ATLANTIC 05/09/14
By Neil Thompson

The Friedrich-Ebert Foundation invited two opposing speakers to debate the merits of TTIP. An important point to come out of the argument was both agreed it should not be set in stone once signed. It is meant to be a living document, subject to a regulatory council, something loosely akin to the US constitution and it’s Supreme Court. Businesses may not be able to shelter indefinitely behind Investor-State-Dispute-Settlement (ISDS) tribunals as some now fear; campaigns against them will simply switch forums.

Speaking in favor of the agreement was international trade expert Dr. Stormy-Annika Mildner, representing the concerns of the Federation of German Industries of which she is an executive board member. Dr. Michael Shank, associate director of the Friends Committee on National Legislation in Washington D.C., was the sceptic of the evening. The panel was ably moderated by Professor Daniel Hamilton, director of the Center for Transatlantic Relations at John Hopkins University.

Dr. Mildner is an experienced speaker on the TTIP issue and offered a calm and measured defense of her position in favor of the pact. In her speech, although she approved of the EU Commission’s public consultations on the ISDS issue, she defended her organization’s support for the measure robustly. Controversially she also added that there had to be limits to transparency about the negotiations; that the negotiators, including business representatives, needed space to work in private or compromise became impossible.
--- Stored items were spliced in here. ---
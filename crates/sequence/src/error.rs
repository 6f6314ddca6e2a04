use thiserror::Error;

use crate::CounterScope;

/// Errors that can occur when allocating sequence values.
#[derive(Debug, Error)]
pub enum SequenceError {
    /// The counter for this scope has not been provisioned.
    #[error("Counter not found: {0}")]
    CounterNotFound(CounterScope),

    /// The counter moved past the range its consumers can represent.
    #[error("Counter {scope} exhausted: value {value} exceeds maximum {max}")]
    Exhausted {
        scope: CounterScope,
        value: u64,
        max: u64,
    },

    /// The backing store rejected or could not serve the request.
    #[error("Counter store unavailable: {0}")]
    Unavailable(String),

    /// A database error occurred.
    #[error("Database error: {0}")]
    Database(#[from] sqlx::Error),

    /// A database migration error occurred.
    #[error("Migration error: {0}")]
    Migration(#[from] sqlx::migrate::MigrateError),
}

/// Result type for sequence operations.
pub type Result<T> = std::result::Result<T, SequenceError>;
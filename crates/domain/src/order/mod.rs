//! Orders: the model, the pricing engine and the create/update service.

mod draft;
mod model;
pub mod pricing;
mod repository;
mod sanitize;
mod service;
mod state;
mod validation;
mod value_objects;

pub use draft::{ItemDraft, OrderDraft, PriceAddonDraft};
pub use model::{Item, ItemSnapshot, Order, PriceAddon, ReceivedAmount, Timeline};
pub use pricing::{
    AmountOverflow, PercentageAdjustment, PricingBreakdown, compute_subtotal, price_breakdown,
};
pub use repository::{InMemoryOrderRepository, OrderFilter, OrderRepository, RepositoryError};
pub use sanitize::{SanitizeError, Sanitizer, TextSanitizer};
pub use service::OrderService;
pub use state::{ItemProgress, OrderStatus, PriceAddonKind, UnknownVariant};
pub use validation::{MAX_AMOUNT, MAX_NOTE_CHARS, OrderValidator, ValidationErrors, Validator};
pub use value_objects::{Money, OrderRef, REF_ALPHABET, REF_LEN};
To an unconvinced audience member who raised the common fear that signing TTIP would mean allowing in imports of beef containing artificial hormones or genetically modified organisms, she said the Commission would never sign such an agreement pointing out that the EU had lost repeated cases in the WTO over the beef issue, but although it had paid compensation, EU markets were still closed to hormone-treated beef imports. The regulatory aspect of TTIP would be on-going over time as it was such a difficult issue; a living document in fact.

Of the two speakers Dr. Shank had the easier time of the discussion. He had to field noticeably fewer questions from the audience, who seemed to mainly agree with his list of problems about the proposed terms of the agreement. Nevertheless he made some telling points about bias in the negotiating process; 90 percent of TTIP working groups included industry members, who met with negotiators three times as often as their civil society counterparts. His take on TTIP was that the EU’s desire for growth and jobs after its weak recovery from the Eurozone crisis was greater than American industry’s preparedness to bargain about raising its labor, product and environmental standards. TTIP would not therefore “impose progressive regulations on the US”.

The feelings of the audience must have been pretty clear to Professor Hamilton by the end of the evening. Of the ten questions he allowed the audience, eight were directed to Dr. Mildner and were hostile to TTIP. Only two questions were addressed to Dr. Shank and both supported his skeptical views, allowing him to expound further. Professor Hamilton touched on the difficulties the pro-agreement side faced in convincing the transatlantic public with Dr. Mildner, when he argued that the pro-TTIP side had not tried hard enough to find positive stories from people who stood to gain from an agreement. Dr. Mildner replied that it was hard to offer personalized examples of the general benefits of raising technical standards.

The biggest surprise of the evening however, was perhaps when Dr. Shank told Dr. Mildner that he hoped she was right that TTIP would be a living document. That way he argued, civil society would be able impose progressive regulations such as the carbon tax on companies trying to hide behind ISDS tribunals. The struggle between civil society groups and big business looks set to continue even if the agreement is ever signed.